> _Exercise goal_: Where does the string "already" appear in the material? Copy each line that holds it.
===== Data shown =====
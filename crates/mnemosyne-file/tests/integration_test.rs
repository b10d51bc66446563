//! Integration tests for the JSONL file store.

use mnemosyne_core::{
    AuditEvent, AuditStore, BlockingStore, EventQuery, StoreResolver, StoreTarget,
};
use mnemosyne_file::{FileStore, FileStoreConfig};

fn tenant_resolver() -> StoreResolver {
    StoreResolver::routed("events", |event| {
        event
            .field_str("Tenant")
            .map_or_else(|| StoreTarget::new("events"), StoreTarget::new)
    })
}

#[tokio::test]
async fn routed_events_land_in_separate_journals() {
    let tmp = tempfile::tempdir().unwrap();
    let store = FileStore::new(FileStoreConfig::new(tmp.path()))
        .unwrap()
        .with_resolver(tenant_resolver());

    let north_id = store
        .insert(&AuditEvent::new("Connect").with_field("Tenant", "north"))
        .await
        .unwrap();
    let south_id = store
        .insert(&AuditEvent::new("Connect").with_field("Tenant", "south"))
        .await
        .unwrap();

    assert!(tmp.path().join("north.jsonl").exists());
    assert!(tmp.path().join("south.jsonl").exists());

    let north = StoreTarget::new("north");
    let south = StoreTarget::new("south");

    assert_eq!(
        store
            .get_from(&north, &north_id)
            .await
            .unwrap()
            .field_str("Tenant"),
        Some("north")
    );
    assert!(store
        .get_from(&south, &north_id)
        .await
        .unwrap_err()
        .is_not_found());
    assert!(store
        .get_from(&north, &south_id)
        .await
        .unwrap_err()
        .is_not_found());
}

#[tokio::test]
async fn events_survive_reopening_the_store() {
    let tmp = tempfile::tempdir().unwrap();

    let id = {
        let store = FileStore::new(FileStoreConfig::new(tmp.path())).unwrap();
        store
            .insert(&AuditEvent::new("Connect").with_field("ConnectionId", "abc123"))
            .await
            .unwrap()
    };

    let reopened = FileStore::new(FileStoreConfig::new(tmp.path())).unwrap();
    let loaded = reopened.get(&id).await.unwrap();
    assert_eq!(loaded.field_str("ConnectionId"), Some("abc123"));
}

#[tokio::test]
async fn query_spans_rotated_journals() {
    let tmp = tempfile::tempdir().unwrap();
    let config = FileStoreConfig::new(tmp.path())
        .with_max_file_bytes(256)
        .with_max_rotated_files(50);
    let store = FileStore::new(config).unwrap();

    for i in 0..20 {
        store
            .insert(&AuditEvent::new("Connect").with_field("Seq", i))
            .await
            .unwrap();
    }

    let all = store
        .query(&StoreTarget::new("events"), &EventQuery::new())
        .await
        .unwrap();
    assert_eq!(all.len(), 20);
}

#[test]
fn blocking_store_over_files() {
    let tmp = tempfile::tempdir().unwrap();
    let store =
        BlockingStore::new(FileStore::new(FileStoreConfig::new(tmp.path())).unwrap()).unwrap();

    let id = store
        .insert(&AuditEvent::new("Connect").with_field("ConnectionId", "abc123"))
        .unwrap();
    let loaded = store.get(&id).unwrap();
    assert_eq!(loaded.field_str("ConnectionId"), Some("abc123"));
}
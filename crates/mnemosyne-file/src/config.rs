//! Configuration for the JSONL file store.

use std::path::PathBuf;

/// Configuration for the file store.
#[derive(Debug, Clone)]
pub struct FileStoreConfig {
    /// Directory holding one journal per target (default: platform data
    /// dir under `mnemosyne/audit`).
    pub dir: PathBuf,

    /// Maximum size of an active journal before rotation (bytes).
    pub max_file_bytes: u64,

    /// Maximum number of rotated journals kept per target.
    pub max_rotated_files: usize,

    /// Retention period in days for rotated journals. Zero disables
    /// age-based pruning (count-based pruning still applies).
    pub retention_days: u32,
}

impl Default for FileStoreConfig {
    fn default() -> Self {
        Self {
            dir: default_data_dir(),
            max_file_bytes: 10 * 1024 * 1024, // 10 MB
            max_rotated_files: 5,
            retention_days: 90,
        }
    }
}

impl FileStoreConfig {
    /// Creates a configuration rooted at the given directory.
    #[must_use]
    pub fn new(dir: impl Into<PathBuf>) -> Self {
        Self {
            dir: dir.into(),
            ..Default::default()
        }
    }

    /// Sets the rotation threshold in bytes.
    #[must_use]
    pub const fn with_max_file_bytes(mut self, bytes: u64) -> Self {
        self.max_file_bytes = bytes;
        self
    }

    /// Sets how many rotated journals are kept per target.
    #[must_use]
    pub const fn with_max_rotated_files(mut self, count: usize) -> Self {
        self.max_rotated_files = count;
        self
    }

    /// Sets the retention period for rotated journals.
    #[must_use]
    pub const fn with_retention_days(mut self, days: u32) -> Self {
        self.retention_days = days;
        self
    }
}

/// Default journal directory.
fn default_data_dir() -> PathBuf {
    dirs::data_local_dir()
        .unwrap_or_else(|| PathBuf::from("."))
        .join("mnemosyne")
        .join("audit")
}

#[cfg(test)]
mod tests {
    use super::*;

    #[test]
    fn test_config_defaults() {
        let config = FileStoreConfig::default();
        assert_eq!(config.max_file_bytes, 10 * 1024 * 1024);
        assert_eq!(config.max_rotated_files, 5);
        assert_eq!(config.retention_days, 90);
    }

    #[test]
    fn test_config_builders() {
        let config = FileStoreConfig::new("/tmp/audit")
            .with_max_file_bytes(1024)
            .with_max_rotated_files(2)
            .with_retention_days(0);

        assert_eq!(config.dir, PathBuf::from("/tmp/audit"));
        assert_eq!(config.max_file_bytes, 1024);
        assert_eq!(config.max_rotated_files, 2);
        assert_eq!(config.retention_days, 0);
    }
}
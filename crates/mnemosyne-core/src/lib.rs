//! # Mnemosyne Core
//!
//! Core event model and store contract for the Mnemosyne audit platform.
//!
//! This crate provides the pieces shared by every storage backend:
//!
//! - [`AuditEvent`] - Structured audit record with an open field map
//! - [`AuditStore`] - Async storage contract (insert, replace, get)
//! - [`BlockingStore`] - Blocking facade with identical semantics
//! - [`JsonCodec`] - Canonical JSON encoding shared across backends
//! - [`StoreResolver`] - Per-event routing to a store target
//! - [`EventQuery`] - Filter for providers that support querying
//!
//! Backend implementations live in sibling crates (`mnemosyne-memory`,
//! `mnemosyne-file`, `mnemosyne-docstore`).
//!
//! ## Example
//!
//! ```rust
//! use mnemosyne_core::{AuditEvent, JsonCodec};
//!
//! let event = AuditEvent::new("Connect").with_field("ConnectionId", "abc123");
//!
//! let codec = JsonCodec::new();
//! let encoded = codec.encode(&event).unwrap();
//! let decoded = codec.decode(encoded.as_bytes()).unwrap();
//! assert_eq!(decoded.field_str("ConnectionId"), Some("abc123"));
//! ```

#![forbid(unsafe_code)]
#![warn(missing_docs)]

pub mod codec;
pub mod error;
pub mod event;
pub mod query;
pub mod resolver;
pub mod store;


// Re-export main types at crate root
pub use codec::{CodecError, JsonCodec, NullValuePolicy, SerializedForm};
pub use error::{Result, StoreError};
pub use event::{AuditEvent, EventMetadata, CURRENT_SCHEMA_VERSION};
pub use query::EventQuery;
pub use resolver::{StoreResolver, StoreTarget};
pub use store::{AuditStore, BlockingStore, EventId, ReplacePolicy};
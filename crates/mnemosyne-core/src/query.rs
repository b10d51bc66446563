//! Filters for querying stored events.

use crate::event::AuditEvent;
use chrono::{DateTime, Utc};
use serde_json::Value;

/// Filter for querying persisted audit events.
///
/// Empty filters match everything. Providers that support querying expose
/// an inherent `query` method taking this filter; querying is not part of
/// the [`AuditStore`](crate::AuditStore) contract.
#[derive(Debug, Default, Clone)]
pub struct EventQuery {
    /// Filter by event kind.
    pub kind: Option<String>,

    /// Filter by actor.
    pub actor: Option<String>,

    /// Filter by correlation ID.
    pub correlation_id: Option<String>,

    /// Filter by occurrence time, inclusive lower bound.
    pub from: Option<DateTime<Utc>>,

    /// Filter by occurrence time, inclusive upper bound.
    pub to: Option<DateTime<Utc>>,

    /// Filter by an exact domain field value.
    pub field: Option<(String, Value)>,

    /// Maximum results to return.
    pub limit: Option<usize>,
}

impl EventQuery {
    /// Creates an empty filter.
    #[must_use]
    pub fn new() -> Self {
        Self::default()
    }

    /// Filters by event kind.
    #[must_use]
    pub fn kind(mut self, kind: &str) -> Self {
        self.kind = Some(kind.to_string());
        self
    }

    /// Filters by actor.
    #[must_use]
    pub fn actor(mut self, actor: &str) -> Self {
        self.actor = Some(actor.to_string());
        self
    }

    /// Filters by correlation ID.
    #[must_use]
    pub fn correlation_id(mut self, id: &str) -> Self {
        self.correlation_id = Some(id.to_string());
        self
    }

    /// Filters by occurrence time range (inclusive on both ends).
    #[must_use]
    pub const fn between(mut self, from: DateTime<Utc>, to: DateTime<Utc>) -> Self {
        self.from = Some(from);
        self.to = Some(to);
        self
    }

    /// Filters by an exact domain field value.
    #[must_use]
    pub fn field(mut self, name: &str, value: impl Into<Value>) -> Self {
        self.field = Some((name.to_string(), value.into()));
        self
    }

    /// Caps the number of results.
    #[must_use]
    pub const fn limit(mut self, limit: usize) -> Self {
        self.limit = Some(limit);
        self
    }

    /// Checks whether an event matches this filter.
    #[must_use]
    pub fn matches(&self, event: &AuditEvent) -> bool {
        if let Some(ref kind) = self.kind {
            if event.kind != *kind {
                return false;
            }
        }
        if let Some(ref actor) = self.actor {
            if event.actor.as_deref() != Some(actor.as_str()) {
                return false;
            }
        }
        if let Some(ref id) = self.correlation_id {
            if event.correlation_id.as_deref() != Some(id.as_str()) {
                return false;
            }
        }
        if let Some(from) = self.from {
            if event.occurred_at < from {
                return false;
            }
        }
        if let Some(to) = self.to {
            if event.occurred_at > to {
                return false;
            }
        }
        if let Some((ref name, ref value)) = self.field {
            if event.field(name) != Some(value) {
                return false;
            }
        }
        true
    }
}

#[cfg(test)]
mod tests {
    use super::*;
    use chrono::Duration;

    fn sample() -> AuditEvent {
        AuditEvent::new("Connect")
            .with_actor("hub")
            .with_correlation_id("req-1")
            .with_field("Tenant", "north")
    }

    #[test]
    fn test_empty_filter_matches_everything() {
        assert!(EventQuery::new().matches(&sample()));
    }

    #[test]
    fn test_kind_filter() {
        assert!(EventQuery::new().kind("Connect").matches(&sample()));
        assert!(!EventQuery::new().kind("Disconnect").matches(&sample()));
    }

    #[test]
    fn test_actor_filter() {
        assert!(EventQuery::new().actor("hub").matches(&sample()));
        assert!(!EventQuery::new().actor("other").matches(&sample()));
    }

    #[test]
    fn test_field_filter() {
        assert!(EventQuery::new().field("Tenant", "north").matches(&sample()));
        assert!(!EventQuery::new().field("Tenant", "south").matches(&sample()));
        assert!(!EventQuery::new().field("Missing", 1).matches(&sample()));
    }

    #[test]
    fn test_time_range_filter() {
        let event = sample();
        let before = event.occurred_at - Duration::seconds(10);
        let after = event.occurred_at + Duration::seconds(10);

        assert!(EventQuery::new().between(before, after).matches(&event));
        assert!(!EventQuery::new().between(after, after).matches(&event));
    }

    #[test]
    fn test_combined_filter() {
        let query = EventQuery::new()
            .kind("Connect")
            .actor("hub")
            .field("Tenant", "north");
        assert!(query.matches(&sample()));

        let query = query.correlation_id("req-2");
        assert!(!query.matches(&sample()));
    }
}
//! # Mnemosyne Memory
//!
//! In-memory audit store: the reference implementation of the
//! [`AuditStore`](mnemosyne_core::AuditStore) contract and the test double
//! for code that persists audit events.
//!
//! Events are held per target behind a read-write lock; identifiers are
//! assigned sequentially in `events/{n}-A` form. Nothing is durable beyond
//! the process.
//!
//! ## Example
//!
//! ```rust
//! use mnemosyne_core::{AuditEvent, AuditStore};
//! use mnemosyne_memory::MemoryStore;
//!
//! # tokio::runtime::Builder::new_current_thread().build().unwrap().block_on(async {
//! let store = MemoryStore::new();
//!
//! let event = AuditEvent::new("Connect").with_field("ConnectionId", "abc123");
//! let id = store.insert(&event).await.unwrap();
//!
//! let loaded = store.get(&id).await.unwrap();
//! assert_eq!(loaded.field_str("ConnectionId"), Some("abc123"));
//! # });
//! ```

#![forbid(unsafe_code)]
#![warn(missing_docs)]

mod store;

pub use store::MemoryStore;
//! Product repository for database operations.

use chrono::{DateTime, Utc};
use rust_decimal::Decimal;
use sqlx::PgPool;

use storekeep_core::{Pagination, ProductId};

use super::RepositoryError;
use crate::models::{NewProduct, Product, ProductPatch};

#[derive(Debug, sqlx::FromRow)]
struct ProductRow {
    id: i32,
    name: String,
    category: String,
    description: String,
    price: Decimal,
    stock: i32,
    created_at: DateTime<Utc>,
    updated_at: DateTime<Utc>,
}

impl From<ProductRow> for Product {
    fn from(row: ProductRow) -> Self {
        Self {
            id: ProductId::new(row.id),
            name: row.name,
            category: row.category,
            description: row.description,
            price: row.price,
            stock: row.stock,
            created_at: row.created_at,
            updated_at: row.updated_at,
        }
    }
}

const PRODUCT_COLUMNS: &str =
    "id, name, category, description, price, stock, created_at, updated_at";

/// Repository for catalog database operations.
pub struct ProductRepository<'a> {
    pool: &'a PgPool,
}

impl<'a> ProductRepository<'a> {
    #[must_use]
    pub const fn new(pool: &'a PgPool) -> Self {
        Self { pool }
    }

    /// One page of products ordered by id, with the total count.
    ///
    /// # Errors
    ///
    /// Returns `RepositoryError::Database` if either query fails.
    pub async fn list(&self, page: Pagination) -> Result<(Vec<Product>, i64), RepositoryError> {
        let rows = sqlx::query_as::<_, ProductRow>(&format!(
            "SELECT {PRODUCT_COLUMNS} FROM products ORDER BY id LIMIT $1 OFFSET $2"
        ))
        .bind(page.limit())
        .bind(page.offset())
        .fetch_all(self.pool)
        .await?;

        let (total,): (i64,) = sqlx::query_as("SELECT COUNT(*) FROM products")
            .fetch_one(self.pool)
            .await?;

        Ok((rows.into_iter().map(Into::into).collect(), total))
    }

    /// Get a product by its ID.
    ///
    /// # Errors
    ///
    /// Returns `RepositoryError::Database` if the query fails.
    pub async fn get_by_id(&self, id: ProductId) -> Result<Option<Product>, RepositoryError> {
        let row = sqlx::query_as::<_, ProductRow>(&format!(
            "SELECT {PRODUCT_COLUMNS} FROM products WHERE id = $1"
        ))
        .bind(id)
        .fetch_optional(self.pool)
        .await?;

        Ok(row.map(Into::into))
    }

    /// Insert a product.
    ///
    /// # Errors
    ///
    /// Returns `RepositoryError::Database` if the insert fails (including
    /// `CHECK` violations on price or stock).
    pub async fn create(&self, new: &NewProduct) -> Result<Product, RepositoryError> {
        let row = sqlx::query_as::<_, ProductRow>(&format!(
            r"
            INSERT INTO products (name, category, description, price, stock)
            VALUES ($1, $2, $3, $4, $5)
            RETURNING {PRODUCT_COLUMNS}
            "
        ))
        .bind(&new.name)
        .bind(&new.category)
        .bind(&new.description)
        .bind(new.price)
        .bind(new.stock)
        .fetch_one(self.pool)
        .await?;

        Ok(row.into())
    }

    /// Merge the supplied fields into an existing product.
    ///
    /// Absent patch fields keep their stored value via `COALESCE`.
    ///
    /// # Errors
    ///
    /// Returns `RepositoryError::Database` if the update fails.
    pub async fn update(
        &self,
        id: ProductId,
        patch: &ProductPatch,
    ) -> Result<Option<Product>, RepositoryError> {
        let row = sqlx::query_as::<_, ProductRow>(&format!(
            r"
            UPDATE products
            SET name = COALESCE($2, name),
                category = COALESCE($3, category),
                description = COALESCE($4, description),
                price = COALESCE($5, price),
                stock = COALESCE($6, stock),
                updated_at = NOW()
            WHERE id = $1
            RETURNING {PRODUCT_COLUMNS}
            "
        ))
        .bind(id)
        .bind(patch.name.as_deref())
        .bind(patch.category.as_deref())
        .bind(patch.description.as_deref())
        .bind(patch.price)
        .bind(patch.stock)
        .fetch_optional(self.pool)
        .await?;

        Ok(row.map(Into::into))
    }

    /// Delete a product.
    ///
    /// # Errors
    ///
    /// Returns `RepositoryError::InUse` if an order item references the product.
    /// Returns `RepositoryError::Database` for other failures.
    pub async fn delete(&self, id: ProductId) -> Result<bool, RepositoryError> {
        let result = sqlx::query("DELETE FROM products WHERE id = $1")
            .bind(id)
            .execute(self.pool)
            .await
            .map_err(|e| {
                if let sqlx::Error::Database(ref db_err) = e
                    && db_err.is_foreign_key_violation()
                {
                    return RepositoryError::InUse(format!("product {id} is part of an order"));
                }
                RepositoryError::Database(e)
            })?;

        Ok(result.rows_affected() > 0)
    }
}
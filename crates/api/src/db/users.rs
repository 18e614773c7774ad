//! User repository for database operations.

use chrono::{DateTime, Utc};
use sqlx::PgPool;

use storekeep_core::{Email, Role, UserId};

use super::RepositoryError;
use crate::models::{NewUser, StoredCredentials, User};

// =============================================================================
// Internal Row Types
// =============================================================================

/// Internal row type for `PostgreSQL` user queries.
#[derive(Debug, sqlx::FromRow)]
struct UserRow {
    id: i32,
    email: String,
    first_name: String,
    last_name: String,
    password_hash: String,
    role: String,
    last_login: Option<DateTime<Utc>>,
    created_at: DateTime<Utc>,
    updated_at: DateTime<Utc>,
}

impl TryFrom<UserRow> for StoredCredentials {
    type Error = RepositoryError;

    fn try_from(row: UserRow) -> Result<Self, Self::Error> {
        let email = Email::parse(&row.email).map_err(|e| {
            RepositoryError::DataCorruption(format!("invalid email in database: {e}"))
        })?;
        let role = row
            .role
            .parse::<Role>()
            .map_err(|e| RepositoryError::DataCorruption(e.to_string()))?;

        Ok(Self {
            user: User {
                id: UserId::new(row.id),
                email,
                first_name: row.first_name,
                last_name: row.last_name,
                role,
                last_login: row.last_login,
                created_at: row.created_at,
                updated_at: row.updated_at,
            },
            password_hash: row.password_hash,
        })
    }
}

const USER_COLUMNS: &str = "id, email, first_name, last_name, password_hash, role, \
                            last_login, created_at, updated_at";

// =============================================================================
// Repository
// =============================================================================

/// Repository for user database operations.
pub struct UserRepository<'a> {
    pool: &'a PgPool,
}

impl<'a> UserRepository<'a> {
    /// Create a new user repository.
    #[must_use]
    pub const fn new(pool: &'a PgPool) -> Self {
        Self { pool }
    }

    /// Get a user by their ID.
    ///
    /// # Errors
    ///
    /// Returns `RepositoryError::Database` if the query fails.
    /// Returns `RepositoryError::DataCorruption` if the row is invalid.
    pub async fn get_by_id(&self, id: UserId) -> Result<Option<User>, RepositoryError> {
        let row = sqlx::query_as::<_, UserRow>(&format!(
            "SELECT {USER_COLUMNS} FROM users WHERE id = $1"
        ))
        .bind(id)
        .fetch_optional(self.pool)
        .await?;

        row.map(|r| StoredCredentials::try_from(r).map(|c| c.user))
            .transpose()
    }

    /// Get a user and their password hash by email.
    ///
    /// # Errors
    ///
    /// Returns `RepositoryError::Database` if the query fails.
    /// Returns `RepositoryError::DataCorruption` if the row is invalid.
    pub async fn get_credentials_by_email(
        &self,
        email: &Email,
    ) -> Result<Option<StoredCredentials>, RepositoryError> {
        let row = sqlx::query_as::<_, UserRow>(&format!(
            "SELECT {USER_COLUMNS} FROM users WHERE email = $1"
        ))
        .bind(email)
        .fetch_optional(self.pool)
        .await?;

        row.map(TryInto::try_into).transpose()
    }

    /// Create a new user.
    ///
    /// # Errors
    ///
    /// Returns `RepositoryError::Conflict` if the email already exists.
    /// Returns `RepositoryError::Database` for other database errors.
    pub async fn create(&self, new: &NewUser) -> Result<User, RepositoryError> {
        let row = sqlx::query_as::<_, UserRow>(&format!(
            r"
            INSERT INTO users (email, first_name, last_name, password_hash, role)
            VALUES ($1, $2, $3, $4, $5)
            RETURNING {USER_COLUMNS}
            "
        ))
        .bind(&new.email)
        .bind(&new.first_name)
        .bind(&new.last_name)
        .bind(&new.password_hash)
        .bind(new.role.as_str())
        .fetch_one(self.pool)
        .await
        .map_err(|e| {
            if let sqlx::Error::Database(ref db_err) = e
                && db_err.is_unique_violation()
            {
                return RepositoryError::Conflict("email already exists".to_owned());
            }
            RepositoryError::Database(e)
        })?;

        StoredCredentials::try_from(row).map(|c| c.user)
    }

    /// Record a successful login.
    ///
    /// # Errors
    ///
    /// Returns `RepositoryError::NotFound` if the user does not exist.
    /// Returns `RepositoryError::Database` if the query fails.
    pub async fn update_last_login(
        &self,
        id: UserId,
        at: DateTime<Utc>,
    ) -> Result<(), RepositoryError> {
        let result = sqlx::query(
            r"
            UPDATE users
            SET last_login = $2, updated_at = NOW()
            WHERE id = $1
            ",
        )
        .bind(id)
        .bind(at)
        .execute(self.pool)
        .await?;

        if result.rows_affected() == 0 {
            return Err(RepositoryError::NotFound);
        }
        Ok(())
    }
}
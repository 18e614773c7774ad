//! Database migration command.
//!
//! Migrations are embedded from `crates/api/migrations` at compile time.

use thiserror::Error;

use super::ConnectError;

/// Errors that can occur during migration.
#[derive(Debug, Error)]
pub enum MigrationError {
    #[error(transparent)]
    Connect(#[from] ConnectError),

    #[error("Migration error: {0}")]
    Migration(#[from] sqlx::migrate::MigrateError),
}

/// Apply every pending migration.
///
/// # Errors
///
/// Returns an error if the database URL is missing, the connection fails,
/// or a migration cannot be applied.
pub async fn run() -> Result<(), MigrationError> {
    let pool = super::connect().await?;

    tracing::info!("Running migrations...");
    sqlx::migrate!("../api/migrations").run(&pool).await?;
    tracing::info!("Migrations complete");

    Ok(())
}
=====
> _Answer for the task_:
    /// Returns `RepositoryError::Conflict` if the email already exists.
                return RepositoryError::Conflict("email already exists".to_owned());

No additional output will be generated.